The resulting fallout included Beaty stripping his team captains of that status for the following week’s finale.
Asked nearly eight months later what he and his players learned from the ordeal, KU’s coach referenced some lessons in unintended consequences.
“It's about representing your university, your fans, your stakeholders and when you make decisions, that those decisions have got to be based on more than just ourselves,” Beaty said. “The young men (Daniel Wise, Dorance Armstrong Jr., Joe Dineen and Jeremiah Booker) that were involved in that, there is a couple of them here (at media days), and I can assure you, they're unbelievable young men,” the coach added in reference to Wise and Dineen, now redshirt seniors.
“They stood up and did what they needed to do to be able to face the criticism that came along with that. So we learned a lot, not just what happened, but how you face the criticism when it comes along with it,” Beaty said. “We as a team believe there is no place for that in college athletics. We've got a good thing going and we want to be a positive part of it, not a negative part of it. We have a terrific platform, terrific platform. But it can only be terrific when we use it. We've got to use it in the right ways.”

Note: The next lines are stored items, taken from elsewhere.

#[cfg(test)]
mod tests {
    use super::*;
    use crate::radio::{InterruptVector, RadioMode};

    fn network() -> Network {
        Network::new(RadioConfig::default()).unwrap()
    }

    #[test]
    fn test_unknown_node() {
        let mut net = network();
        assert!(matches!(net.command(3, Command::RxOn), Err(RadioError::UnknownNode(3))));
    }

    #[test]
    fn test_register_range_checked() {
        let mut net = network();
        let a = net.add_node("a");
        assert!(matches!(
            net.write_register(a, 0x10, 1),
            Err(RadioError::RegisterOutOfRange(0x10))
        ));
        assert_eq!(net.write_register(a, SHORT_ADDR_0, 0x42).unwrap(), 0x42);
    }

    #[test]
    fn test_transmission_timing() {
        let mut net = network();
        let a = net.add_node("a");
        net.load_frame(a, &[0x41, 0x88, 0x01]).unwrap();
        net.command(a, Command::TxStart).unwrap();

        let cpb = net.cycles_per_byte();
        let lead = net.config().lead_cycles(0);
        // 4 preamble + SFD + PHR + 3 PSDU + 2 FCS
        net.run_until(lead + 10 * cpb - 1);
        assert!(net.node(a).unwrap().is_transmitting());
        net.run_until(lead + 10 * cpb);
        let radio = net.node(a).unwrap();
        assert_eq!(radio.mode(), RadioMode::PllOn);
        assert_eq!(radio.hal().interrupts, vec![(lead + 10 * cpb, InterruptVector::TxEnd)]);
    }

    #[test]
    fn test_finished_frames_forgotten_after_last_listener() {
        let mut net = network();
        let a = net.add_node("a");
        let b = net.add_node("b");
        net.command(b, Command::RxOn).unwrap();

        let cpb = net.cycles_per_byte();
        let lead = net.config().lead_cycles(0);
        for round in 0..3u8 {
            let start = net.now();
            net.load_frame(a, &[0x41, 0x88, round]).unwrap();
            net.command(a, Command::TxStart).unwrap();

            // Sender done, receiver still following the last byte
            net.run_until(start + lead + 10 * cpb);
            assert_eq!(net.transmissions.len(), 1);
            assert!(net.transmissions.values().all(|t| !t.active));

            net.run_until_idle(100).unwrap();
            assert!(net.transmissions.is_empty());
            assert!(net.node(b).unwrap().last_crc_ok());
        }
        assert_eq!(net.next_tx, 3);
    }

    #[test]
    fn test_unheard_frame_dropped_at_end() {
        let mut net = network();
        let a = net.add_node("a");
        net.load_frame(a, &[0x41, 0x88, 0x01]).unwrap();
        net.command(a, Command::TxStart).unwrap();
        net.run_until_idle(100).unwrap();
        assert!(net.transmissions.is_empty());
    }

    #[test]
    fn test_blocked_link_not_heard() {
        let mut net = network();
        let a = net.add_node("a");
        let b = net.add_node("b");
        net.block_link(a, b);
        net.command(b, Command::RxOn).unwrap();
        net.load_frame(a, &[0x41, 0x88, 0x01]).unwrap();
        net.command(a, Command::TxStart).unwrap();
        net.run_until_idle(100).unwrap();
        assert!(net.node(b).unwrap().hal().interrupts.is_empty());
    }

    #[test]
    fn test_different_channel_not_heard() {
        let mut net = network();
        let a = net.add_node("a");
        let b = net.add_node("b");
        net.set_channel(a, 15).unwrap();
        net.set_channel(b, 20).unwrap();
        net.command(b, Command::RxOn).unwrap();
        net.load_frame(a, &[0x41, 0x88, 0x01]).unwrap();
        net.command(a, Command::TxStart).unwrap();
        net.run_until_idle(100).unwrap();
        assert!(net.node(b).unwrap().hal().interrupts.is_empty());
        assert!(net.set_channel(a, 27).is_err());
    }

    #[test]
    fn test_run_until_idle_gives_up() {
        let mut net = network();
        let a = net.add_node("a");
        net.load_frame(a, &[0u8; 100]).unwrap();
        net.command(a, Command::TxStart).unwrap();
        assert!(matches!(net.run_until_idle(5), Err(RadioError::Busy(5))));
    }

    #[test]
    fn test_load_frame_too_long() {
        let mut net = network();
        let a = net.add_node("a");
        assert!(matches!(
            net.load_frame(a, &[0u8; 126]),
            Err(RadioError::FrameTooLong(128))
        ));
    }
}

As Dineen and Wise began their Monday morning at Big 12 Football Media Days, they learned they are among the dozens up for a major award.
The Maxwell Football Club announced its preseason watch list for the Chuck Bednarik Award and both Dineen and Wise made the initial cut.
A linebacker, Dineen led the Big 12 in total tackles (137), tackles-for-loss (25.0) and solo tackles (93) in 2017. His 7.8 solo tackles per game also led the FBS, while his 2.1 TFLs per contest ranked third among FBS players. His 25.0 TFLs set a new KU single-season record.
A defensive tackle, Wise recorded 16.0 tackles for loss and 7.0 sacks, as well as 53 total tackles in 2017.
The Bednarik Award has been presented to the College Defensive Player of the Year since 1995. Chuck Bednarik, former standout at Penn and with the Philadelphia Eagles, is a member of both the College Football Hall of Fame's Class of '69 and the NFL Hall of Fame's Class of '67.